» **Exercise details**
Only lines that contain the word "inside" are to be returned from the data below.

──────

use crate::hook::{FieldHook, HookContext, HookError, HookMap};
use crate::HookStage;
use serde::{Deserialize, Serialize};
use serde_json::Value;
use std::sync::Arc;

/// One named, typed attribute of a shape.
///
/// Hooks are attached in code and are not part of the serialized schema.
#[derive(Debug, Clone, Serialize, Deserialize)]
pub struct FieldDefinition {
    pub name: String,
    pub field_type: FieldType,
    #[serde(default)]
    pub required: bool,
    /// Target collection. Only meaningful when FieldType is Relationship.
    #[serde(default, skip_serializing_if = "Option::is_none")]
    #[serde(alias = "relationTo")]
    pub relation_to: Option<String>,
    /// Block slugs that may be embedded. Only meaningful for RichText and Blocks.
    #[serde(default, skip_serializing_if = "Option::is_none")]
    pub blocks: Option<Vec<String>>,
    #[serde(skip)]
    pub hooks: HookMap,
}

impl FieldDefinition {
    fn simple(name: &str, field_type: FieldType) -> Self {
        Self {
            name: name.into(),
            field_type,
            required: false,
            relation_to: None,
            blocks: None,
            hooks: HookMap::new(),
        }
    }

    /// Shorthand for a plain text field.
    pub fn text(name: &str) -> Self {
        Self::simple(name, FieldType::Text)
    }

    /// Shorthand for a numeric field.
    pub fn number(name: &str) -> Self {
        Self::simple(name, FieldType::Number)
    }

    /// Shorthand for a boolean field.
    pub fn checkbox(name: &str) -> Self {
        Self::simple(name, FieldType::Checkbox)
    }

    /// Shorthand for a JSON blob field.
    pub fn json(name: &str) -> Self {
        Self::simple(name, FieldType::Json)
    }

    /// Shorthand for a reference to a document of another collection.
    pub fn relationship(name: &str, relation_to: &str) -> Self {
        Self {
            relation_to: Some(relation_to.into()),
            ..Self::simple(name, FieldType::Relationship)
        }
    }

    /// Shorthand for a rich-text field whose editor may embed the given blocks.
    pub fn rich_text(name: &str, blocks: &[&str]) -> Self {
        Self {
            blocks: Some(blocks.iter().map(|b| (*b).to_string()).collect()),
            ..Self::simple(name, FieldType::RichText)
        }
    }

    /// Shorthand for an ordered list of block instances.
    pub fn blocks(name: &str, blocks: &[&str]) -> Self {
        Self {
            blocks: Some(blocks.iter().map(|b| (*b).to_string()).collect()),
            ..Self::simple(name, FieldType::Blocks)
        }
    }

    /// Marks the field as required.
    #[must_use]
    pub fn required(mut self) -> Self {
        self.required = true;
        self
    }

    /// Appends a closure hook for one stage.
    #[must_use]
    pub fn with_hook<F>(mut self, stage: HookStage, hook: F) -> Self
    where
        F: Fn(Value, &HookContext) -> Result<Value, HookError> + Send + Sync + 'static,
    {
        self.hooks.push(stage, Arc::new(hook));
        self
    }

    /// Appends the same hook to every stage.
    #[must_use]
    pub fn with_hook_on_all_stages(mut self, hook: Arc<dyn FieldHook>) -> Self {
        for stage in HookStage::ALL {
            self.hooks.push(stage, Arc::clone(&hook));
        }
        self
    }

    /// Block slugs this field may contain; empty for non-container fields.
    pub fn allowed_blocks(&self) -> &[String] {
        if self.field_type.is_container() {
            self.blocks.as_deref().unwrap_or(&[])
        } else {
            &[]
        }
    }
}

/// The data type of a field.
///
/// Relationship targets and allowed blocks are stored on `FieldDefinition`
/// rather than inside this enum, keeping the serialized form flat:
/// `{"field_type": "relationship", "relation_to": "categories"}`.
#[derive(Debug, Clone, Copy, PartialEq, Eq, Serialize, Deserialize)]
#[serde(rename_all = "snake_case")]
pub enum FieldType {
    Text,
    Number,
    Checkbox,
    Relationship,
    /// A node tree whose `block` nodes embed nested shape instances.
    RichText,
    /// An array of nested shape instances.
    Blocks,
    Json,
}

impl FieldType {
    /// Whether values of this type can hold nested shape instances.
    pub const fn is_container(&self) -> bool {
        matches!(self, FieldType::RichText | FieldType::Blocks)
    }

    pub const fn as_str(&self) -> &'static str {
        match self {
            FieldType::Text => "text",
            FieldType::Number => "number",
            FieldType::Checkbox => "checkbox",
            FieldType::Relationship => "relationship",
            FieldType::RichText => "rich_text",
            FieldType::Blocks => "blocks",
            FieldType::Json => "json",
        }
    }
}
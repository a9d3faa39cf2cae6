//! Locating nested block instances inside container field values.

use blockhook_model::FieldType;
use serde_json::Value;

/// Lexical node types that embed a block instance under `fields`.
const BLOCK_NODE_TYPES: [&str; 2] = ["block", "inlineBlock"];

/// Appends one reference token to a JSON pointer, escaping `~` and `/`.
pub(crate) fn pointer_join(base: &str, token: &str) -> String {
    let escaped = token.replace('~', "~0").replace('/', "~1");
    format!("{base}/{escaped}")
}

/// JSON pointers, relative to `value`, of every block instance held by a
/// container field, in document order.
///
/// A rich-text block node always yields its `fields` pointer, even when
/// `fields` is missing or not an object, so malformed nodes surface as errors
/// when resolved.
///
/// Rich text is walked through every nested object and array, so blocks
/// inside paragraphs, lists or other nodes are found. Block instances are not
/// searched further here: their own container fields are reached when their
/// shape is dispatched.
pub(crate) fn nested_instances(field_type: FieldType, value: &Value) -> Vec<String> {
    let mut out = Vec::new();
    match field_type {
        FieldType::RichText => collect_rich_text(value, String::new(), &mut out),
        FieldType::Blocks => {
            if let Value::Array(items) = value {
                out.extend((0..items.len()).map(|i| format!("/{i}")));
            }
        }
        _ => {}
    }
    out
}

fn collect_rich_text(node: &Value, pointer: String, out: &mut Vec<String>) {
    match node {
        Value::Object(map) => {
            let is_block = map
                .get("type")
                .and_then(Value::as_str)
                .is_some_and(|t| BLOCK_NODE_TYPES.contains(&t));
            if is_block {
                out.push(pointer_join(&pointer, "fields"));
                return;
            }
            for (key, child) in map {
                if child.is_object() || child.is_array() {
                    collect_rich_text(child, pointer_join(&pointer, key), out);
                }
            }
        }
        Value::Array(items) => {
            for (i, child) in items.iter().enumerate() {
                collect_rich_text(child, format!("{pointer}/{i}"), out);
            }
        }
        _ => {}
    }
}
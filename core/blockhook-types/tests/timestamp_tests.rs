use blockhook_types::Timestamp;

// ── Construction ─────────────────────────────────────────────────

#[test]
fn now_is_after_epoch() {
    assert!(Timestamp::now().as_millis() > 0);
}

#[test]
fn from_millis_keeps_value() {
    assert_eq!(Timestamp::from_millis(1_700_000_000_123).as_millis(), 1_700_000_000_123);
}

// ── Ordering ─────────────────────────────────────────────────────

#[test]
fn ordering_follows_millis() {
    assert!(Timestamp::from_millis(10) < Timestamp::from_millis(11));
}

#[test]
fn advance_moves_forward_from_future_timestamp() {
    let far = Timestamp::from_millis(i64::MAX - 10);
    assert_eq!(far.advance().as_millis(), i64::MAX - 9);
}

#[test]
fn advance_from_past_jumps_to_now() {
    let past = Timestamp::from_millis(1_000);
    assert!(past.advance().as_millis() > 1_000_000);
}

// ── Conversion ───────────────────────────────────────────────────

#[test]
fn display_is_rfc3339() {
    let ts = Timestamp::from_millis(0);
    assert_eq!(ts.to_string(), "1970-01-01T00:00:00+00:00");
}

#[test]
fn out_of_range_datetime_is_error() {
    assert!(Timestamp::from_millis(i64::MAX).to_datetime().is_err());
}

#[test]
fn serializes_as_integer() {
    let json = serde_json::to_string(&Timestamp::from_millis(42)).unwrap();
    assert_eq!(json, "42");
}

──────

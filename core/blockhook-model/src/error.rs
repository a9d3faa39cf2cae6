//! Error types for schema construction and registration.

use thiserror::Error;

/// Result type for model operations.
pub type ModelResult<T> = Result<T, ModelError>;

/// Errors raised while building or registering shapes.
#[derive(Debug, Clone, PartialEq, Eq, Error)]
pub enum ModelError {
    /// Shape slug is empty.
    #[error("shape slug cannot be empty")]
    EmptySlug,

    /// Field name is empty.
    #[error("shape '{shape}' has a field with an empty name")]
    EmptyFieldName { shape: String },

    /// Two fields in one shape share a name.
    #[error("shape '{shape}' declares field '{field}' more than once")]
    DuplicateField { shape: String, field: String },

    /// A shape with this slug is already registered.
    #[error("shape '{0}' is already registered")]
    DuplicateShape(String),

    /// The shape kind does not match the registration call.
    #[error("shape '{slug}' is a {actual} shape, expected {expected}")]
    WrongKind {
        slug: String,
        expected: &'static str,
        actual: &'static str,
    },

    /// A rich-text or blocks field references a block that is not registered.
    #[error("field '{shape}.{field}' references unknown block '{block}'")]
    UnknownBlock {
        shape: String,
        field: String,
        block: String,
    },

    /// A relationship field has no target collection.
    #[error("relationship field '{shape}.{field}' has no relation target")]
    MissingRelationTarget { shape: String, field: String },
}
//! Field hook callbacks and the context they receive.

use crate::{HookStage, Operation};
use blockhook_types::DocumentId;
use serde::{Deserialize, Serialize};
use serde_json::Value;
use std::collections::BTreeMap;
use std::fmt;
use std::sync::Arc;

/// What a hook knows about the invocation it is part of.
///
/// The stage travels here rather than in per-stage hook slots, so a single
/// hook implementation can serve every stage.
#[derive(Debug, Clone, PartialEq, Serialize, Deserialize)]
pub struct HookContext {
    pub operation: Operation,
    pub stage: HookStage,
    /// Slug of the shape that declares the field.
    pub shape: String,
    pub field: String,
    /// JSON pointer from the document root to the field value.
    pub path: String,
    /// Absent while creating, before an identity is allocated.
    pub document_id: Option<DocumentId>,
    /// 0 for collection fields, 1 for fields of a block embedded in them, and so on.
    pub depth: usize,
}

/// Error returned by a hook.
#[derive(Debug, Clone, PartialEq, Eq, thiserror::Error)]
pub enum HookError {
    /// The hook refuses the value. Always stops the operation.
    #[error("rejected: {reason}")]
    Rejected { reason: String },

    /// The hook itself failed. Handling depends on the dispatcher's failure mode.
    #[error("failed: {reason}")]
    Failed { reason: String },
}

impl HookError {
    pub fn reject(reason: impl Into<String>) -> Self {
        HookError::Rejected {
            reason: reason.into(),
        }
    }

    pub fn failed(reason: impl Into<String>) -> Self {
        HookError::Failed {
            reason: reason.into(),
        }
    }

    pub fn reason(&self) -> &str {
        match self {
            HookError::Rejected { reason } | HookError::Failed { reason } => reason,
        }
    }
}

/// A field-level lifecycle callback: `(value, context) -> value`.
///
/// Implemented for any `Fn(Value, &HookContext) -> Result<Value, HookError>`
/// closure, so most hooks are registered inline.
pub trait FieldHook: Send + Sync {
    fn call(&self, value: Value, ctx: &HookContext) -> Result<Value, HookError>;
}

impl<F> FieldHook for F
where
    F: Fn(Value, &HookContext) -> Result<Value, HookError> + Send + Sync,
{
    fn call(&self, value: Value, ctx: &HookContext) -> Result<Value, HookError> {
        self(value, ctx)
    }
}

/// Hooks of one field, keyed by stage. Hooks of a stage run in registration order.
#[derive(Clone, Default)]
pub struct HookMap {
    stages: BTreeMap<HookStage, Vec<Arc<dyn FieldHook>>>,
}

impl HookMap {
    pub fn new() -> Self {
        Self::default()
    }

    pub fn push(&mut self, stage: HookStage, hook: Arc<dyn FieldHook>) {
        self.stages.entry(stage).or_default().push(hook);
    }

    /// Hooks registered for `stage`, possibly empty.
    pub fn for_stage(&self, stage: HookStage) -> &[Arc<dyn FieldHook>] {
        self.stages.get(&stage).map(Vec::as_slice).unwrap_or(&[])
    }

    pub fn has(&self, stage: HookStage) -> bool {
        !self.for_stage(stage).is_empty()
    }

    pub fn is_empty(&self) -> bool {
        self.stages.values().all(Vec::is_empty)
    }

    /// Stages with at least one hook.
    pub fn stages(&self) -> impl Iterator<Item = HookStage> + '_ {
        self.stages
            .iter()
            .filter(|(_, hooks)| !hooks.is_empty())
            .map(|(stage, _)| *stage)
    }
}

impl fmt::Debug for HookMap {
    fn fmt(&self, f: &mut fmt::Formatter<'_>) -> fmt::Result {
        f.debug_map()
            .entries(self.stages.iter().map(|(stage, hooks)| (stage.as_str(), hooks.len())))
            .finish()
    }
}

──────

» **Problem solution**
/// rather than inside this enum, keeping the serialized form flat:
//! Locating nested block instances inside container field values.
/// inside paragraphs, lists or other nodes are found. Block instances are not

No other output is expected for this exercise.